**Your assignment**:
In the entries below, find the line with "filename crates/outline/src/heuristics.rs" and print exactly every line from there up to and including the line with "former rejects bare", with no other lines.

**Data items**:
* * * * * * *

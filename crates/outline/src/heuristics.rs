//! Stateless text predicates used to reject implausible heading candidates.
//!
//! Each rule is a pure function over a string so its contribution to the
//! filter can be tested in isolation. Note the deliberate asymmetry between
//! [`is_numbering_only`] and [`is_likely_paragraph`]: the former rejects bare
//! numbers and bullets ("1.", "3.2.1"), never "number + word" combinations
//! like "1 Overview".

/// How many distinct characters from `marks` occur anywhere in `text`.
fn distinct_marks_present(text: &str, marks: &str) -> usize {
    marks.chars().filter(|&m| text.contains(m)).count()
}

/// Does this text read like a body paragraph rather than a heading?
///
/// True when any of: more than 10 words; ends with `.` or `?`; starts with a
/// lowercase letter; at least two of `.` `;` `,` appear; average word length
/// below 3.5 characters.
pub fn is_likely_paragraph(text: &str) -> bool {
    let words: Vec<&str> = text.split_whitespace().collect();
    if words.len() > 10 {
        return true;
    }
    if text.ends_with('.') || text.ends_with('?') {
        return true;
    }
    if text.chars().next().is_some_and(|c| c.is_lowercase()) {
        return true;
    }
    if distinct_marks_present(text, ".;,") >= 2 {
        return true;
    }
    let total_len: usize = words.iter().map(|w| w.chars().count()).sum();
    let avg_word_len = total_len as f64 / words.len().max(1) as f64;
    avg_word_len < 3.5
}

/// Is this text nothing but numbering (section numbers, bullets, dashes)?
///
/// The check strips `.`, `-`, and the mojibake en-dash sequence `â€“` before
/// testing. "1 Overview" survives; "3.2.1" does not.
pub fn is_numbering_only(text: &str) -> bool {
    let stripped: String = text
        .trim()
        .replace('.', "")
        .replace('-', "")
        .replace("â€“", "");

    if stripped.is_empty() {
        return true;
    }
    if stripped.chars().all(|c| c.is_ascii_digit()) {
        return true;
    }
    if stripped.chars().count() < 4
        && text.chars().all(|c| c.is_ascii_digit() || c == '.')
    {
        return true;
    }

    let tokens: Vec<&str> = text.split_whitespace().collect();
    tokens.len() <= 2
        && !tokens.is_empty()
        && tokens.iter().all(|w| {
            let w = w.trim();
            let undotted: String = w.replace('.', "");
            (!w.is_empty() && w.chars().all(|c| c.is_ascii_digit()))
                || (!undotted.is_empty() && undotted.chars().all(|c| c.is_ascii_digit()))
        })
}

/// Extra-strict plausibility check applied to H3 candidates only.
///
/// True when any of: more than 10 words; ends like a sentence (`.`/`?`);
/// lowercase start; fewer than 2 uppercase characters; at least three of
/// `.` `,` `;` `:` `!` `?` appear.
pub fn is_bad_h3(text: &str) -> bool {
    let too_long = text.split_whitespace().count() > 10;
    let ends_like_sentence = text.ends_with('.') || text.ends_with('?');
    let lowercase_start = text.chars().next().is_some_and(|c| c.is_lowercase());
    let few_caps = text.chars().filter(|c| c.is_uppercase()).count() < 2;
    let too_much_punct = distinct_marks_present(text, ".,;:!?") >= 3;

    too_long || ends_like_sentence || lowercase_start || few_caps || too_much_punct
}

* * * * * * *

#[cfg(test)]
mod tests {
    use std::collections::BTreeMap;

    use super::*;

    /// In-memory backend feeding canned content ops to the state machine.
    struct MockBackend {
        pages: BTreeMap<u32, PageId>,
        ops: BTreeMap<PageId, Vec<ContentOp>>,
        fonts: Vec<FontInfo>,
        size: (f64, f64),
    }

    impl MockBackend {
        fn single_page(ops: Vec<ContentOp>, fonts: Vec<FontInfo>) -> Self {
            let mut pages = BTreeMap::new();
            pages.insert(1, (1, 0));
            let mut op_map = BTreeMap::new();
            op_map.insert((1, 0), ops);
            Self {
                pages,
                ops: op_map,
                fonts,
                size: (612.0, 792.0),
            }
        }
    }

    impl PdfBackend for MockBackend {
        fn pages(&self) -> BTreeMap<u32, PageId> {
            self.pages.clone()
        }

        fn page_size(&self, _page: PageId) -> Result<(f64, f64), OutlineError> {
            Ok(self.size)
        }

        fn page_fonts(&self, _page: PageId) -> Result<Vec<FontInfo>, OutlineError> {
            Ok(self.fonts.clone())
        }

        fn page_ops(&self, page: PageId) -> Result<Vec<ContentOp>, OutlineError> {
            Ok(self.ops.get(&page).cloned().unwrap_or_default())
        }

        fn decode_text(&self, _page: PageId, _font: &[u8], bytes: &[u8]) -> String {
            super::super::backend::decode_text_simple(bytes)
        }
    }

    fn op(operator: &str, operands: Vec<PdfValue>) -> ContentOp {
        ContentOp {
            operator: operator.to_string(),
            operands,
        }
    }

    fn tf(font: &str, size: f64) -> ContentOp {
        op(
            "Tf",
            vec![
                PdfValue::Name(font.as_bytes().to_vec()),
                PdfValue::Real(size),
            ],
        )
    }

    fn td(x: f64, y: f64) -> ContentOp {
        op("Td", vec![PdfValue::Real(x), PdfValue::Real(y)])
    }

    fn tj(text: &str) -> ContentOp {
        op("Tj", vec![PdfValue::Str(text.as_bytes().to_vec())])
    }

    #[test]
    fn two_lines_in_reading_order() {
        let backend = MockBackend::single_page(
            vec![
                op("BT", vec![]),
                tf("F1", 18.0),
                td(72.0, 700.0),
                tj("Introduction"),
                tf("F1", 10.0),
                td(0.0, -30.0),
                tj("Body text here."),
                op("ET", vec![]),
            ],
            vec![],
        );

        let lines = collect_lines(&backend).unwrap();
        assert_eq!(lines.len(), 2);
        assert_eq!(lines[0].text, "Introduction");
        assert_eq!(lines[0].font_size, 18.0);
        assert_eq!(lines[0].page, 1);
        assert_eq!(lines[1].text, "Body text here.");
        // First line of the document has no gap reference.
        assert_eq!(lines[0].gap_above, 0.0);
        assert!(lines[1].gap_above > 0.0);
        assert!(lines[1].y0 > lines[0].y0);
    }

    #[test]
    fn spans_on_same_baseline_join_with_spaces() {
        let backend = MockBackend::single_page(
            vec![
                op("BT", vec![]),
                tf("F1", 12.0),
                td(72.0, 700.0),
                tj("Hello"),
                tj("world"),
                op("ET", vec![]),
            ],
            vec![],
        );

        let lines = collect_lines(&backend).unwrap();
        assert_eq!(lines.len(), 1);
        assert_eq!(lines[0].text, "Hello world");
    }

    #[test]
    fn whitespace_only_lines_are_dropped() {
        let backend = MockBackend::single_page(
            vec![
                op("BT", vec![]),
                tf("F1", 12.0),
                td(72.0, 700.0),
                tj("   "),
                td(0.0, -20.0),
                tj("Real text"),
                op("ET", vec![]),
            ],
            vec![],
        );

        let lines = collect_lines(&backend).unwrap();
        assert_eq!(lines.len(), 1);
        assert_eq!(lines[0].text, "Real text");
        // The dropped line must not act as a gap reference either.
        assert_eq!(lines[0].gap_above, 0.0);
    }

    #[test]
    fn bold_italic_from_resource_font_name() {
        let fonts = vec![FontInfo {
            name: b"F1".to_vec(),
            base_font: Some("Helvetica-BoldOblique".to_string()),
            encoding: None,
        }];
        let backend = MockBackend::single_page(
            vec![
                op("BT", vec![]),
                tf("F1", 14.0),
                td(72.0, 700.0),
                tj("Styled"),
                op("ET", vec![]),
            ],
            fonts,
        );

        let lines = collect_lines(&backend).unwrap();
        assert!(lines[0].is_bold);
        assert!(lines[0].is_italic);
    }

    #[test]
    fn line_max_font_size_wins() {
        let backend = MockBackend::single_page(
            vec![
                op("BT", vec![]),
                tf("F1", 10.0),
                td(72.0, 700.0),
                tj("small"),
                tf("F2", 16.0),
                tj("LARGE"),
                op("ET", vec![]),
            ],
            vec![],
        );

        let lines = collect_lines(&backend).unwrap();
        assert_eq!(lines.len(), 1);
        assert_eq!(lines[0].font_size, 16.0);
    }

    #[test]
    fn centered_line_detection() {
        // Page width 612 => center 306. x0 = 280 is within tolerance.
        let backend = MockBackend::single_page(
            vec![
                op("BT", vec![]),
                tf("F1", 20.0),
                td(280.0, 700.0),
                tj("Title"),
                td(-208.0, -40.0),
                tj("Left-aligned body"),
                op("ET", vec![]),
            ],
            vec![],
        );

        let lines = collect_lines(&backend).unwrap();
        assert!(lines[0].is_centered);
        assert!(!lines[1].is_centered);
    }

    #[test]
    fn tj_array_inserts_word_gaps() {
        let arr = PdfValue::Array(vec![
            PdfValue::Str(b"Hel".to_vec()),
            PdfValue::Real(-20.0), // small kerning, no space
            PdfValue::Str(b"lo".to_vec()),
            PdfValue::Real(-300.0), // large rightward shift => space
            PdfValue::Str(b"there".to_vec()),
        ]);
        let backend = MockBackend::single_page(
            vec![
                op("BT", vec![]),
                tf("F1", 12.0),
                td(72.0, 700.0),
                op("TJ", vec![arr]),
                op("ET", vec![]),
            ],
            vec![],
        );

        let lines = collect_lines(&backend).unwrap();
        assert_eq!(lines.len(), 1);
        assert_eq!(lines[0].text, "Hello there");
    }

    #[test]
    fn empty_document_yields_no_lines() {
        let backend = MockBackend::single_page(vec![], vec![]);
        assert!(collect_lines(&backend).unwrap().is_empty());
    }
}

* * * * * * *

**Result of this exercise**:
filename crates/outline/src/heuristics.rs
//! Stateless text predicates used to reject implausible heading candidates.
//!
//! Each rule is a pure function over a string so its contribution to the
//! filter can be tested in isolation. Note the deliberate asymmetry between
//! [`is_numbering_only`] and [`is_likely_paragraph`]: the former rejects bare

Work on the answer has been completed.